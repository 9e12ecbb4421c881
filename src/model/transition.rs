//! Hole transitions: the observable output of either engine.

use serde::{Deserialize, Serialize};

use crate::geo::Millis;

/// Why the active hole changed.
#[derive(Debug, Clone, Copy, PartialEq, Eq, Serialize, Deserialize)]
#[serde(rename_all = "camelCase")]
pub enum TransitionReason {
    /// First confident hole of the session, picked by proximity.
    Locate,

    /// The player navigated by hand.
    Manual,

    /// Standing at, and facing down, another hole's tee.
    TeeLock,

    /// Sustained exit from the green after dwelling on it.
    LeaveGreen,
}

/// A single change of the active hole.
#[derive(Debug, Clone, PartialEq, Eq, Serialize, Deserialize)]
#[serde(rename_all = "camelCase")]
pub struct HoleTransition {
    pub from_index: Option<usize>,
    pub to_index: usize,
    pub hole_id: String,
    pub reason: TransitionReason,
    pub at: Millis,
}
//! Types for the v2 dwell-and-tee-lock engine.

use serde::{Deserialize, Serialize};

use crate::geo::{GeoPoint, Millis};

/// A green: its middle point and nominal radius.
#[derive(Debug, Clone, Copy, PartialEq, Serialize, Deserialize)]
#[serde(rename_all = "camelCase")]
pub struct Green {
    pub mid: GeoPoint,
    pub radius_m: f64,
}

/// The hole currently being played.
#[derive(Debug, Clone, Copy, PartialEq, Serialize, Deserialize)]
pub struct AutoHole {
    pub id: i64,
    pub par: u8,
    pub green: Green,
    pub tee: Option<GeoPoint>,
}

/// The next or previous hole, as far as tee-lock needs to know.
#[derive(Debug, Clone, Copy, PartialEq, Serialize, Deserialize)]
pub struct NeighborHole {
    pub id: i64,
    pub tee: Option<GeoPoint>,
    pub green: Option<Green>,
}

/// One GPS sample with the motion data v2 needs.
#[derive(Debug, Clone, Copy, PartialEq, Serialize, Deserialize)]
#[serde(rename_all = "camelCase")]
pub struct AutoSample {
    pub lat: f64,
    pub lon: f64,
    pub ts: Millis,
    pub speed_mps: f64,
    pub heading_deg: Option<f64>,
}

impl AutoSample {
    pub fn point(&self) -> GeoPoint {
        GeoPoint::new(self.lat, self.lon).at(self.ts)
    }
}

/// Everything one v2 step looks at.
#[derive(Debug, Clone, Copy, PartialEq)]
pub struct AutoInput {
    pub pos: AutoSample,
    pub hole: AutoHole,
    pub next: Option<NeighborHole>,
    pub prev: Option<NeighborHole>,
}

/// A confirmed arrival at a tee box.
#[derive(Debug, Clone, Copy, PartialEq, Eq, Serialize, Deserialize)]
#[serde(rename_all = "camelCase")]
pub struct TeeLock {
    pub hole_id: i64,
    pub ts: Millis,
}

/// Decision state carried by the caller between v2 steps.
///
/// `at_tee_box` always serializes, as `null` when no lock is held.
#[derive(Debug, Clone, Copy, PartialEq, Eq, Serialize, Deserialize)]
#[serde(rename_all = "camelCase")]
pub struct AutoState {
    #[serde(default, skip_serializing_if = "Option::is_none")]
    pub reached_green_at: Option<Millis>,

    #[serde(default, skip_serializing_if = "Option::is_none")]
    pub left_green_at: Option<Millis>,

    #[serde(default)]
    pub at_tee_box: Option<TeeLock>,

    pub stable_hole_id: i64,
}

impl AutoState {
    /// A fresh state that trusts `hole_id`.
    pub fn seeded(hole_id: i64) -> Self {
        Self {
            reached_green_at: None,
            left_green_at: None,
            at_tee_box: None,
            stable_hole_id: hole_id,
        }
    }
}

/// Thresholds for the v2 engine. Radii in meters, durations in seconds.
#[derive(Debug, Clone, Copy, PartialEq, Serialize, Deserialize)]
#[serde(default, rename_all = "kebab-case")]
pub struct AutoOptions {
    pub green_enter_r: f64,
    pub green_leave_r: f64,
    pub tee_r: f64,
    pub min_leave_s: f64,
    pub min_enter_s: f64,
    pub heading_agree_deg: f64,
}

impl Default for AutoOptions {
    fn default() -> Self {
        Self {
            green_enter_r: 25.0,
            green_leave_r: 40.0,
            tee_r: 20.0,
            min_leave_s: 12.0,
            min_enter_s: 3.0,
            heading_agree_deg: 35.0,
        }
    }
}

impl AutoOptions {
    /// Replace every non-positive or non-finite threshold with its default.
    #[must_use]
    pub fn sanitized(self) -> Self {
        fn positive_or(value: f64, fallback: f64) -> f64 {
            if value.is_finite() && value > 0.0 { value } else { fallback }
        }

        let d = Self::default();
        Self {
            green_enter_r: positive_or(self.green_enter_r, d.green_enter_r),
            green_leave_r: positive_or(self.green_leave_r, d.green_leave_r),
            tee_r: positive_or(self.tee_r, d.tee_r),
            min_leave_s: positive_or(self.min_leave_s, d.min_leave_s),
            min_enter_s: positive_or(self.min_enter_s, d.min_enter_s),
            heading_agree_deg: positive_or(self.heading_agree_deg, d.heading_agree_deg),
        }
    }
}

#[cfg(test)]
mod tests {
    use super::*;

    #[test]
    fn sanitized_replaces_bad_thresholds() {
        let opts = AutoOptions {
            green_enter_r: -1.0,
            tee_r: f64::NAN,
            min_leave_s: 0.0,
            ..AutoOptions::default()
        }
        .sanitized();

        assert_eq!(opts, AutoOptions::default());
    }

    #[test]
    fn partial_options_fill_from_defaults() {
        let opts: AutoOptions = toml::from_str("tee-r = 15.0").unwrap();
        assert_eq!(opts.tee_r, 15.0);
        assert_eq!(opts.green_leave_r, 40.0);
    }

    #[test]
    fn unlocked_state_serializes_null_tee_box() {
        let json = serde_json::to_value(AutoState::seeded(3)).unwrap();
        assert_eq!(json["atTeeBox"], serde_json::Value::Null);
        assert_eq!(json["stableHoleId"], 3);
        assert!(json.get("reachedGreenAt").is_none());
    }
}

* **Exercise instructions**
Take from the listing above each line in which the string "impl" is found.

* **Solution**
impl AutoSample {
impl AutoState {
impl Default for AutoOptions {
impl AutoOptions {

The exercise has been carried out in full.